Encyclopedia Of Detroit

Detroit News, The

James E. Scripps was born in London, England on March 19, 1835 and raised on a farm near Rushville, Illinois. In 1857, he apprenticed at the Chicago Tribune. He moved to Detroit in 1859, and by 1862 managed and partly owned the Detroit Daily Advertiser newspaper. On August 23, 1873, Scripps began publication of The Evening News, which merged with the Detroit Tribune to become The Detroit News. With Scripps’ death in 1906, The Detroit News was taken over by George Gough Booth, Scripps’ son-in-law and was run by the family until the 1980s.

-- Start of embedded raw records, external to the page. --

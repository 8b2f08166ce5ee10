//! Contributor identities and original-author resolution outcomes.

use std::fmt;

use chrono::{DateTime, Utc};
use serde::{Deserialize, Serialize};

/// Opaque contributor identity (a login or a commit author name).
///
/// Equality is exact and case-sensitive; identities are never normalized or
/// aliased.
#[derive(Debug, Clone, PartialEq, Eq, Hash, Serialize, Deserialize)]
#[serde(transparent)]
pub struct AuthorIdentity(String);

impl AuthorIdentity {
    pub fn new(identity: impl Into<String>) -> Self {
        Self(identity.into())
    }

    pub fn as_str(&self) -> &str {
        &self.0
    }
}

impl fmt::Display for AuthorIdentity {
    fn fmt(&self, f: &mut fmt::Formatter<'_>) -> fmt::Result {
        f.write_str(&self.0)
    }
}

impl From<&str> for AuthorIdentity {
    fn from(s: &str) -> Self {
        Self::new(s)
    }
}

impl From<String> for AuthorIdentity {
    fn from(s: String) -> Self {
        Self(s)
    }
}

/// A single commit that touched a path, as reported by the history backend.
#[derive(Debug, Clone, PartialEq, Eq, Serialize, Deserialize)]
pub struct PathCommit {
    pub sha: String,
    /// `None` when the backend could not attribute the commit to anyone.
    pub author: Option<AuthorIdentity>,
    pub committed_at: DateTime<Utc>,
}

/// Outcome of resolving the original author of a path.
///
/// `Unknown` and `Failed` are deliberately separate: the first means the
/// history was read and holds nothing attributable, the second means the
/// history could not be read at all.
#[derive(Debug, Clone, PartialEq, Eq, Serialize, Deserialize)]
#[serde(tag = "outcome", rename_all = "snake_case")]
pub enum AuthorResolution {
    Known { author: AuthorIdentity },
    Unknown,
    Failed { reason: String },
}

impl AuthorResolution {
    pub fn known(author: impl Into<AuthorIdentity>) -> Self {
        Self::Known {
            author: author.into(),
        }
    }

    pub fn failed(reason: impl Into<String>) -> Self {
        Self::Failed {
            reason: reason.into(),
        }
    }

    /// The resolved author, if any.
    pub fn author(&self) -> Option<&AuthorIdentity> {
        match self {
            Self::Known { author } => Some(author),
            Self::Unknown | Self::Failed { .. } => None,
        }
    }
}

#[cfg(test)]
mod tests {
    use super::*;

    #[test]
    fn identities_are_case_sensitive() {
        assert_ne!(AuthorIdentity::new("Alice"), AuthorIdentity::new("alice"));
        assert_eq!(AuthorIdentity::new("alice"), AuthorIdentity::from("alice"));
    }

    #[test]
    fn only_known_resolution_has_author() {
        assert_eq!(
            AuthorResolution::known("alice").author(),
            Some(&AuthorIdentity::new("alice"))
        );
        assert_eq!(AuthorResolution::Unknown.author(), None);
        assert_eq!(AuthorResolution::failed("timeout").author(), None);
    }

    #[test]
    fn resolution_serializes_with_outcome_tag() {
        let json = serde_json::to_value(AuthorResolution::known("alice")).unwrap();
        assert_eq!(json["outcome"], "known");
        assert_eq!(json["author"], "alice");
    }
}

In 1917, The Detroit News moved its location from Shelby and Larned Streets to a new building, designed by Albert Kahn, on Lafayette and Second Streets. In 1986, the Gannett Corporation purchased The Detroit News for $717 million. 1989 saw the adoption of a one hundred year joint operating agreement, called the Detroit Media Partnership, between the Detroit Free Press and The News. It was owned equally by Knight Ridder and Gannett. The two papers shared business operations and split profits while their editorial staffs were kept separate. The two papers published a combined Saturday and Sunday paper until May 7, 2006, when the Detroit Free Press resumed publishing its own Sunday edition. On August 3, 2005, Gannett sold The News to Detroit Media Partnership and bought the Free Press from the Knight Ridder. The combined Sunday editions were replaced by a Sunday Free Press only on March 30, 2009.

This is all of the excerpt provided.